Monday, 3 March 2014

Launch time


The philosophy of launching – what do you throw?

Launching stuff isn't universal. There are any number of alternative means of anger management. There is (the absolutely ridiculous and impractical) taking deep breaths and controlling yourself. The downside of this is the lack of consistency in successful application. Sooner or later, everyone pops. Then it is time for the regrets, regretting the want of taking on board Spike Milligan's instant dislike advice – and saving all that time.

There's the cat and dog kickers of the world. Let's face it, the mere fact that they exist is enough, in itself to catalyse a launching episode. There's wastepaper bin kickers. I've only worked with two, and they were both passive aggressive bullies, one absolutely odious, with a character resembling a retarded child, the other one of the most boring individuals I've ever met. Locked in a room with Michael Owen, the bore-waves would cause a self-induced sanity protecting coma in everyone within a three mile radius. I don't really like the inanimate object kickers (although they're infinitely preferable to the animal kickers).
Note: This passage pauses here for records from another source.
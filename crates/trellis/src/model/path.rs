//! Row paths.

use std::fmt;
use std::str::FromStr;

use crate::error::PathParseError;

/// The position of a row as a list of indices from the root.
///
/// Paths print and parse in colon-separated form: the third child of the
/// first top-level row is `"0:2"`.
///
/// ```
/// use trellis::model::TreePath;
///
/// let path: TreePath = "0:2".parse().unwrap();
/// assert_eq!(path.indices(), &[0, 2]);
/// assert_eq!(path.to_string(), "0:2");
/// ```
#[derive(Debug, Clone, PartialEq, Eq, Hash, PartialOrd, Ord, Default)]
pub struct TreePath {
    indices: Vec<u32>,
}

impl TreePath {
    /// A path from explicit indices.
    pub fn new(indices: impl Into<Vec<u32>>) -> Self {
        Self {
            indices: indices.into(),
        }
    }

    /// The path of a top-level row.
    pub fn from_index(index: u32) -> Self {
        Self {
            indices: vec![index],
        }
    }

    /// The indices, outermost first.
    pub fn indices(&self) -> &[u32] {
        &self.indices
    }

    /// Number of levels in the path.
    pub fn depth(&self) -> usize {
        self.indices.len()
    }

    /// Append a child index.
    pub fn push(&mut self, index: u32) {
        self.indices.push(index);
    }

    /// Remove the last level. Returns `false` if the path was already empty.
    pub fn up(&mut self) -> bool {
        self.indices.pop().is_some()
    }
}

impl fmt::Display for TreePath {
    fn fmt(&self, f: &mut fmt::Formatter<'_>) -> fmt::Result {
        for (i, index) in self.indices.iter().enumerate() {
            if i > 0 {
                f.write_str(":")?;
            }
            write!(f, "{}", index)?;
        }
        Ok(())
    }
}

impl FromStr for TreePath {
    type Err = PathParseError;

    fn from_str(s: &str) -> Result<Self, Self::Err> {
        if s.is_empty() {
            return Err(PathParseError::Empty);
        }
        s.split(':')
            .map(|part| {
                part.parse::<u32>()
                    .map_err(|_| PathParseError::InvalidIndex(part.to_string()))
            })
            .collect::<Result<Vec<_>, _>>()
            .map(TreePath::new)
    }
}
There's the shouters. I find the shouters an irritant, again, themselves able to nudge things towards a launch. Two problems with them. Typically they're too prone to shouting. It is, after all, an easy alternative, all too simple to slip into. Cheap and nasty. Also, they're typically on the small side, and unlikely to win a shouting war with someone less likely to shout in the first place, yet they are unwilling to accept some intercontinental ballistic level shouting as an indication that they've ventured into the baritone zone where they're hopelessly out vocal chorded. There's those words of advice. Speak quietly. Carry a big stick.

I'm a launcher, and, here's how I arrived at the latest launch:

Into the car, Monday morning, bag full of weekend work to be typed up. This isn't going to get me ahead, or catch me up. But it might just help a bit. Office, email, staff off sick. Reach for the phone - and it falls away, hits the floor, and the back drops off, the batteries roll out and land up in a difficult to get at corner. I put the handset together, as the mobile rings, the phone batteries are fussy about which way up they go into the handset, and, overall, it's a moaning mobile call. The landline handset then starts some long winded re-logging on process. Happy Monday, thank you, then the printer has one of its tantrums and that's it...next thought...what to throw:

  • most valuable: good for the materialistic, and those holding stuff worth loads of money

  • biggest: always the grandest gesture, not always the most satisfaction

  • heaviest (this is me – I'm declaring a personal bias):

If it's going, it might as well give a satisfying thud, on hitting the window / wall / on landing, and it might as well take some power in the launching in the first place.

So, on losing it, I want maximum noise, clouds of dust, and some physical effort.

The eventual financial cost, the overblown gesture, they don't count. I want physical effort and impact. I settled for slamming a pile of files down onto the desk. Not through any self control or quality anger management on my part, but just because there wasn't a brick readily to hand. To launch at the printer.